According to details, Christians residing in Chak Bethlehem are busy celebrating Christmas with traditional zeal. In keeping with details, a tea from an NGO “Redemption Pakistan” visited Chak Bethlehem. During this visit the team met with a Christian resident Mushtaq Bhatti.
Mushtaq Bhatti is a Christian who is currently behind the bars for alleged involvement in a tussle which turned into a violent clash. His mother described Mushtaq’s ordeal and said, “Mushtaq was working on the church tower when some of the men told him that his father’s rivals had attacked him. He ran to save his father and jumped into the fray. An elderly man got stabbed. The children were only babies when he was taken away.”

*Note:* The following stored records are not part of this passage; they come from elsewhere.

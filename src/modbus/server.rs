// Copyright (c) 2025 Ronan LE MEILLAT, SCTG Development
// This file is part of the wtp-rtu-bridge project and is licensed under the
// SCTG Development Non-Commercial License v1.0 (see LICENSE.md for details).

//! Modbus TCP service for the plant register bank
//!
//! Each accepted connection gets one `WtpModbusServer` service instance.
//! Reads take the bank read lock for the duration of the register copy, so
//! every response is a coherent slice of a single tick. Writes never touch
//! the bank directly: they are queued and the scan orchestrator applies
//! them at the next command drain, which is what gives coil commands their
//! documented one-tick visibility bound.

use std::future;
use std::sync::{Arc, RwLock};

use log::{debug, error};

use tokio_modbus::prelude::*;

use crate::registers::{PendingWrites, RegisterBank, WriteOp};

/// A Modbus TCP server implementation for the water treatment plant RTU.
///
/// Supported function codes:
///
/// - 0x01: Read Coils
/// - 0x02: Read Discrete Inputs
/// - 0x03: Read Holding Registers
/// - 0x04: Read Input Registers
/// - 0x05: Write Single Coil
/// - 0x06: Write Single Holding Register
/// - 0x0F: Write Multiple Coils
/// - 0x10: Write Multiple Holding Registers
///
/// Any other function code returns an IllegalFunction exception; reads or
/// writes outside the register map return IllegalDataAddress.
///
/// ### Thread Safety
///
/// The bank sits behind a reader-writer lock shared with the scan
/// orchestrator; the pending-write queue has its own lock. The service is
/// cheap to clone, one per connection.
#[derive(Clone)]
pub struct WtpModbusServer {
    bank: Arc<RwLock<RegisterBank>>,
    pending: Arc<PendingWrites>,
}

impl WtpModbusServer {
    pub fn new(bank: Arc<RwLock<RegisterBank>>, pending: Arc<PendingWrites>) -> Self {
        Self { bank, pending }
    }

    fn read_bank<T>(
        &self,
        read: impl FnOnce(&RegisterBank) -> Option<Vec<T>>,
    ) -> Result<Vec<T>, ExceptionCode> {
        let bank = self.bank.read().map_err(|_| {
            error!("Register bank lock poisoned during Modbus read");
            ExceptionCode::ServerDeviceFailure
        })?;
        read(&bank).ok_or_else(|| {
            error!("Exception::IllegalDataAddress - read outside register map");
            ExceptionCode::IllegalDataAddress
        })
    }

    /// Queue writes after validating every target address, so a bad batch
    /// is rejected whole and nothing is half-applied.
    fn queue_writes(&self, ops: Vec<WriteOp>) -> Result<(), ExceptionCode> {
        if ops.iter().all(RegisterBank::writable) {
            for op in ops {
                self.pending.push(op);
            }
            Ok(())
        } else {
            error!("Exception::IllegalDataAddress - write outside register map");
            Err(ExceptionCode::IllegalDataAddress)
        }
    }
}

impl tokio_modbus::server::Service for WtpModbusServer {
    type Request = Request<'static>;
    type Response = Response;
    type Exception = ExceptionCode;
    type Future = future::Ready<Result<Self::Response, Self::Exception>>;

    fn call(&self, req: Self::Request) -> Self::Future {
        debug!("Received Modbus request: {:?}", req);

        let res = match req {
            Request::ReadCoils(addr, cnt) => self
                .read_bank(|bank| bank.read_coils(addr, cnt))
                .map(Response::ReadCoils),
            Request::ReadDiscreteInputs(addr, cnt) => self
                .read_bank(|bank| bank.read_discrete(addr, cnt))
                .map(Response::ReadDiscreteInputs),
            Request::ReadHoldingRegisters(addr, cnt) => self
                .read_bank(|bank| bank.read_holding(addr, cnt))
                .map(Response::ReadHoldingRegisters),
            Request::ReadInputRegisters(addr, cnt) => self
                .read_bank(|bank| bank.read_input(addr, cnt))
                .map(Response::ReadInputRegisters),
            Request::WriteSingleCoil(addr, value) => self
                .queue_writes(vec![WriteOp::Coil { addr, value }])
                .map(|_| Response::WriteSingleCoil(addr, value)),
            Request::WriteSingleRegister(addr, value) => self
                .queue_writes(vec![WriteOp::Holding { addr, value }])
                .map(|_| Response::WriteSingleRegister(addr, value)),
            Request::WriteMultipleCoils(addr, values) => {
                let ops = values
                    .iter()
                    .enumerate()
                    .map(|(i, v)| WriteOp::Coil {
                        addr: addr + i as u16,
                        value: *v,
                    })
                    .collect();
                self.queue_writes(ops)
                    .map(|_| Response::WriteMultipleCoils(addr, values.len() as u16))
            }
            Request::WriteMultipleRegisters(addr, values) => {
                let ops = values
                    .iter()
                    .enumerate()
                    .map(|(i, v)| WriteOp::Holding {
                        addr: addr + i as u16,
                        value: *v,
                    })
                    .collect();
                self.queue_writes(ops)
                    .map(|_| Response::WriteMultipleRegisters(addr, values.len() as u16))
            }
            _ => {
                error!(
                    "Exception::IllegalFunction - Unimplemented function code in request: {req:?}"
                );
                Err(ExceptionCode::IllegalFunction)
            }
        };

        if let Err(e) = &res {
            error!("Modbus request error: {:?}", e);
        }

        future::ready(res)
    }
}

#[cfg(test)]
mod tests {
    use super::*;
    use tokio_modbus::server::Service;

    fn service() -> (WtpModbusServer, Arc<PendingWrites>) {
        let bank = Arc::new(RwLock::new(RegisterBank::new()));
        let pending = Arc::new(PendingWrites::new());
        (WtpModbusServer::new(bank, pending.clone()), pending)
    }

    #[tokio::test]
    async fn writes_land_in_the_pending_queue_not_the_bank() {
        let (service, pending) = service();

        let response = service
            .call(Request::WriteSingleCoil(4, true))
            .await
            .unwrap();
        assert!(matches!(response, Response::WriteSingleCoil(4, true)));

        // Nothing applied to the bank yet.
        let coil = service.read_bank(|b| b.read_coils(4, 1)).unwrap();
        assert_eq!(coil, vec![false]);

        assert_eq!(pending.drain(), vec![WriteOp::Coil { addr: 4, value: true }]);
    }

    #[tokio::test]
    async fn batch_write_with_bad_tail_is_rejected_whole() {
        let (service, pending) = service();

        // Coils 6..9 run past the 8-coil map.
        let result = service
            .call(Request::WriteMultipleCoils(6, vec![true; 3].into()))
            .await;
        assert!(matches!(result, Err(ExceptionCode::IllegalDataAddress)));
        assert!(pending.drain().is_empty());
    }

    #[tokio::test]
    async fn out_of_map_read_is_illegal_data_address() {
        let (service, _) = service();
        let result = service.call(Request::ReadInputRegisters(3, 1)).await;
        assert!(matches!(result, Err(ExceptionCode::IllegalDataAddress)));
    }
}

Angelina, Mushtaq’s eight-year-old daughter said, “Please tell baba I am going to name my dolly Amna.” Angelina and her seven-year-old sister have not met with their father since years.
The youth of this predominantly Christian village is leaving Chak Bathlehem and resettling in cities. The villagers grieve over the sorry state of affairs. “The population of this village is half of what it was 50 years ago,” Zafar Iqbal village’s Numberdar says.
Another resident of Chak Bathlehem, Shamaoon Masih, who owns a small clinic, told about St John’s High School which was started about 20 years ago. “Muslim students from neighbouring villages would study with us because it was one of the best schools in the area.”
The school, he revealed now has been closed about seven or eight years ago due to land mafia pressure. The dilapidated school building stands next to the church. “We have asked the Church of Pakistan to take it over, we have the building, we just need someone to run it.”
Pastor Kars, in charge of the village church said that the Lahore diocese is not interested in taking over the school although there are repeated requests from the villagers. The church committee organizes sports tournaments starting from December 26 every year. “These are some of the activities we try to engage our youth in, but we know they too, will leave the village one day,” the elderly Numberdar said dolefully.